Luego subes a la superficie y miras a tu alrededor. El sol ya se está poniendo tras las primeras montañas de las costa africana, a tus espaldas, las montañas del Sinaí en cuyas costas anclamos. El árido mundo que es la realidad para nosotros, terrestres animales, pero que posee también su singular atractivo, sobre todo cuando se encuentra uno en las aguas que separan dos continentes y tres mundos: África, Asia y este otro mundo acuático y oculto sobre el que flotamos y en el que, a veces, nos sumergimos.

El Mar Rojo (II)

Contraste. Esa es la palabra que define este lugar. En medio del mar, rodeado por todas partes por un árido desierto de montañas peladas de piedra roja, se encuentra una de las mayores concentraciones de vida del planeta. Es inimaginable la cantidad de especies distintas que se encuentran bajo las aguas de este mar. Miles de formas distintas flotan a nuestro alrededor y cubren todos los rincones. El coral forma enormes colonias en las que se dan cita Peces Loro, Cocodrilo, Luna, León, Mariposa, Napoleón, Ballesta... La cantidad es tal que parece que estemos buceando en un acuario. Bosques de Gorgonias y Coral de Fuego junto al Coral de Mesa. Los corales blandos y las anémonas defendidas por los valientes Peces Payaso, que no dudarán en atacarte si te acercas a su “amiga”. Un sinfín de escenas, un sinfín de fotografías que perdurarán en nuestra memoria por largo tiempo.
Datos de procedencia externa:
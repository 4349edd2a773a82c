//! Simple import: push a component sheet onto the live model.

use crate::component_table::ComponentTable;
use pn_core::{ComponentKind, Registry};
use pn_engine::{ComponentValues, EngineSession, ParameterMap};
use pn_tables::TabularDataSource;
use std::collections::BTreeSet;

/// Moves parameter values between a workbook source and an engine session.
#[derive(Clone, Copy)]
pub struct ParameterPopulator<'a> {
    pub(crate) source: &'a dyn TabularDataSource,
}

/// What a simple import changed.
#[derive(Debug, Clone, Default, PartialEq, Eq)]
pub struct ImportReport {
    pub components_updated: usize,
    pub values_set: usize,
    /// Names in the sheet that the model does not have.
    pub unknown_names: Vec<String>,
    /// Kinds whose values the engine refused.
    pub failed_kinds: Vec<ComponentKind>,
}

impl<'a> ParameterPopulator<'a> {
    pub fn new(source: &'a dyn TabularDataSource) -> Self {
        Self { source }
    }

    /// Push `table` onto the model, one kind at a time.
    ///
    /// Per kind, only columns that the model reports for that kind and the
    /// registry allows are pushed. Unknown names are logged and skipped; a
    /// kind the engine rejects is logged and the import moves on.
    pub fn simple_import(
        &self,
        session: &mut dyn EngineSession,
        table: &ComponentTable,
    ) -> ImportReport {
        let registry = Registry::standard();
        let mut report = ImportReport::default();

        for kind in table.kinds() {
            let live = match session.get_values(Some(kind), None) {
                Ok(live) => live,
                Err(e) => {
                    tracing::error!(kind = %kind, error = %e, "cannot read model values");
                    report.failed_kinds.push(kind);
                    continue;
                }
            };

            let rows = table.rows_of_kind(kind);
            let sheet_names: BTreeSet<&str> = rows.iter().map(|(n, _)| n.as_str()).collect();
            let extra: Vec<&str> = sheet_names
                .iter()
                .copied()
                .filter(|n| !live.contains_key(*n))
                .collect();
            if !extra.is_empty() {
                tracing::error!(kind = %kind, names = ?extra, sheet = %table.origin, "names not in the model, skipped");
                report.unknown_names.extend(extra.iter().map(|n| n.to_string()));
            }
            let untouched: Vec<&str> = live
                .keys()
                .map(String::as_str)
                .filter(|n| !sheet_names.contains(n))
                .collect();
            if !untouched.is_empty() {
                tracing::warn!(kind = %kind, names = ?untouched, "model components missing from the sheet");
            }

            let available: BTreeSet<&str> = live
                .values()
                .flat_map(|values| values.keys().map(String::as_str))
                .filter(|p| registry.is_settable(kind, p))
                .collect();
            let columns: Vec<&str> = table
                .parameter_columns()
                .into_iter()
                .filter(|c| available.contains(c))
                .collect();
            if columns.is_empty() {
                tracing::warn!(kind = %kind, "no matching parameters, skipped");
                continue;
            }

            let mut update = ParameterMap::new();
            for (name, row) in rows.iter().filter(|(n, _)| live.contains_key(n)) {
                let values: ComponentValues = columns
                    .iter()
                    .filter_map(|c| table.value(*row, c).map(|v| (c.to_string(), v.clone())))
                    .collect();
                if !values.is_empty() {
                    update.insert(name.clone(), values);
                }
            }
            if update.is_empty() {
                tracing::warn!(kind = %kind, "no values to set, skipped");
                continue;
            }

            match session.set_values(&update) {
                Ok(()) => {
                    report.components_updated += update.len();
                    report.values_set += update.values().map(|v| v.len()).sum::<usize>();
                    tracing::info!(kind = %kind, components = update.len(), "parameters set");
                }
                Err(e) => {
                    tracing::error!(kind = %kind, error = %e, "engine rejected parameters");
                    report.failed_kinds.push(kind);
                }
            }
        }
        report
    }
}
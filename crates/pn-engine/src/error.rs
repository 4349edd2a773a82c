//! Modelling errors.

use pn_core::ComponentKind;
use std::path::PathBuf;
use thiserror::Error;

pub type EngineResult<T> = Result<T, EngineError>;

/// Errors raised by the engine. Every variant names the model file involved.
#[derive(Error, Debug)]
pub enum EngineError {
    /// Model file could not be opened.
    #[error("Failed to open model {}: {reason}", .path.display())]
    Open { path: PathBuf, reason: String },

    /// Model file could not be written.
    #[error("Failed to save model {}: {reason}", .path.display())]
    Save { path: PathBuf, reason: String },

    /// Another session already holds the model file.
    #[error("Model {} is already open in another session", .path.display())]
    Locked { path: PathBuf },

    /// Operation attempted after close.
    #[error("Session for model {} is closed", .path.display())]
    Closed { path: PathBuf },

    #[error("Component '{name}' already exists in model {}", .path.display())]
    AlreadyExists { path: PathBuf, name: String },

    #[error("Components '{from}' and '{to}' are already connected in model {}", .path.display())]
    AlreadyConnected {
        path: PathBuf,
        from: String,
        to: String,
    },

    #[error("Component '{name}' not found in model {}", .path.display())]
    NotFound { path: PathBuf, name: String },

    /// The model has no context for this component kind.
    #[error("Component type {kind} is not supported in model {}", .path.display())]
    UnsupportedContext { path: PathBuf, kind: ComponentKind },

    #[error("Parameter '{parameter}' rejected for component '{component}' in model {}", .path.display())]
    ParameterRejected {
        path: PathBuf,
        component: String,
        parameter: String,
    },

    /// The engine produced no results for the run.
    #[error("Model {} produced no run results", .path.display())]
    NoRunResults { path: PathBuf },

    #[error("I/O error on model {}", .path.display())]
    Io {
        path: PathBuf,
        #[source]
        source: std::io::Error,
    },

    #[error("Model {} is not a valid model document", .path.display())]
    Json {
        path: PathBuf,
        #[source]
        source: serde_json::Error,
    },
}

impl EngineError {
    pub fn path(&self) -> &std::path::Path {
        match self {
            EngineError::Open { path, .. }
            | EngineError::Save { path, .. }
            | EngineError::Locked { path }
            | EngineError::Closed { path }
            | EngineError::AlreadyExists { path, .. }
            | EngineError::AlreadyConnected { path, .. }
            | EngineError::NotFound { path, .. }
            | EngineError::UnsupportedContext { path, .. }
            | EngineError::ParameterRejected { path, .. }
            | EngineError::NoRunResults { path }
            | EngineError::Io { path, .. }
            | EngineError::Json { path, .. } => path,
        }
    }

    /// Duplicate creation that a build pass may tolerate.
    pub fn is_already_exists(&self) -> bool {
        matches!(self, EngineError::AlreadyExists { .. })
    }

    pub fn is_already_connected(&self) -> bool {
        matches!(self, EngineError::AlreadyConnected { .. })
    }
}
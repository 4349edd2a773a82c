//! pn-sim: drive cases through the engine and collect their results.
//!
//! Each case walks a fixed sequence of stages on its own session:
//! open, fetch boundaries, apply global conditions, apply the case plan,
//! apply the sink mask, validate, run, reshape and write results, save the
//! variant, close. A failure stops that case at the stage it reached; the
//! matrix carries on with the next one.
//!
//! Matrices run sequentially or on a bounded rayon pool. In the pool every
//! case first duplicates the template to its own variant file so no two
//! workers share a model.

pub mod config;
pub mod error;
pub mod global;
pub mod manifest;
pub mod orchestrator;
pub mod reshape;
pub mod stage;

pub use config::{MANIFEST_FILE, NODE_RESULTS_FILE, PROFILE_RESULTS_FILE, SimulationConfig};
pub use error::{SimError, SimResult};
pub use global::GlobalConditions;
pub use manifest::MatrixReport;
pub use orchestrator::{CopyReport, MatrixEvent, RESULTS_ANCHOR, SimulationOrchestrator};
pub use reshape::{reshape_nodes, reshape_profiles};
pub use stage::{CaseOutcome, CaseRecord, CaseStage};
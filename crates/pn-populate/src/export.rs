//! Export and bulk import.
//!
//! The export layout is the bulk-import layout: one sheet per component
//! kind, `Name` first, then parameters in sorted order.

use crate::error::PopulateResult;
use crate::import::ParameterPopulator;
use pn_core::{ComponentKind, Table, Value, params};
use pn_engine::{ComponentValues, EngineError, EngineSession, ParameterMap};
use pn_tables::{CellRef, TableError};
use std::collections::BTreeSet;
use std::path::Path;
use std::str::FromStr;

#[derive(Debug, Clone, Default, PartialEq, Eq)]
pub struct BulkImportReport {
    pub imported: Vec<ComponentKind>,
    pub failed: Vec<ComponentKind>,
}

impl ParameterPopulator<'_> {
    /// One table per kind with the model's current values.
    ///
    /// Kinds the model has no context for are skipped.
    pub fn export_values(
        &self,
        session: &dyn EngineSession,
        kinds: &[ComponentKind],
    ) -> PopulateResult<Vec<(ComponentKind, Table)>> {
        let mut out = Vec::new();
        for &kind in kinds {
            let values = match session.get_values(Some(kind), None) {
                Ok(values) => values,
                Err(EngineError::UnsupportedContext { .. }) => {
                    tracing::debug!(kind = %kind, "kind not in model, not exported");
                    continue;
                }
                Err(e) => return Err(e.into()),
            };
            out.push((kind, values_to_table(&values)));
        }
        Ok(out)
    }

    /// Export into `path`, one sheet per kind. Returns the sheets written.
    pub fn export_to_workbook(
        &self,
        session: &dyn EngineSession,
        kinds: &[ComponentKind],
        path: &Path,
    ) -> PopulateResult<Vec<String>> {
        let mut written = Vec::new();
        for (kind, table) in self.export_values(session, kinds)? {
            let sheet = self
                .source
                .write_sheet(&table, path, kind.as_str(), CellRef::A1, true)?;
            written.push(sheet);
        }
        tracing::info!(workbook = %path.display(), sheets = written.len(), "model values exported");
        Ok(written)
    }

    /// Push every kind-named sheet of an export workbook back onto the model.
    ///
    /// Empty cells are left alone. A sheet the engine rejects is logged and
    /// the rest continue.
    pub fn bulk_import_values(
        &self,
        session: &mut dyn EngineSession,
        path: &Path,
    ) -> PopulateResult<BulkImportReport> {
        let mut report = BulkImportReport::default();
        for sheet in self.source.sheet_names(path).map_err(TableError::logged)? {
            let Ok(kind) = ComponentKind::from_str(&sheet) else {
                tracing::debug!(sheet = %sheet, "not a component sheet, ignored");
                continue;
            };
            let table = self.source.read_sheet(path, &sheet).map_err(TableError::logged)?;
            let update = table_to_values(&table);
            if update.is_empty() {
                continue;
            }
            match session.set_values(&update) {
                Ok(()) => {
                    tracing::info!(kind = %kind, components = update.len(), "values set");
                    report.imported.push(kind);
                }
                Err(e) => {
                    tracing::error!(kind = %kind, error = %e, "error setting values");
                    report.failed.push(kind);
                }
            }
        }
        Ok(report)
    }
}

fn values_to_table(values: &ParameterMap) -> Table {
    let parameters: BTreeSet<&str> = values
        .values()
        .flat_map(|v| v.keys().map(String::as_str))
        .collect();
    let mut table = Table::new(std::iter::once(params::NAME).chain(parameters.iter().copied()));
    for (name, component) in values {
        let mut row = vec![Value::from(name.as_str())];
        row.extend(
            parameters
                .iter()
                .map(|p| component.get(*p).cloned().unwrap_or_default()),
        );
        table.push_row(row);
    }
    table
}

fn table_to_values(table: &Table) -> ParameterMap {
    let mut out = ParameterMap::new();
    for row in 0..table.len() {
        let mut name = None;
        let mut values = ComponentValues::new();
        for (column, value) in table.row_entries(row) {
            if column == params::NAME {
                name = value.label();
            } else if !value.is_empty() {
                values.insert(column.to_string(), value.clone());
            }
        }
        if let Some(name) = name
            && !values.is_empty()
        {
            out.insert(name, values);
        }
    }
    out
}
Los arrecifes, objeto de nuestras inmersiones, son, por el contrario, un peligro constante para la navegación en esta zona. Casi todos ellos están marcados no sólo con pequeños faros sino también con los restos de algún naufragio. Barcos que acabaron allí sus días a causa de alguna historia, unas veces truculenta, otras, sencillamente, graciosa. Desde el capitán borracho, pasando por aquel otro que se peleó con su segundo (según cuentan a causa de la mujer del primero), hasta los macabros esqueletos de la guerra llenos de material bélico que se encuentran a cierta profundidad.

Nada le falta a este fondo marino, como si dotándolo de tanta diversidad y colorido se hubiera intentado compensar el monocrómico desierto que lo rodea casi por todas sus partes.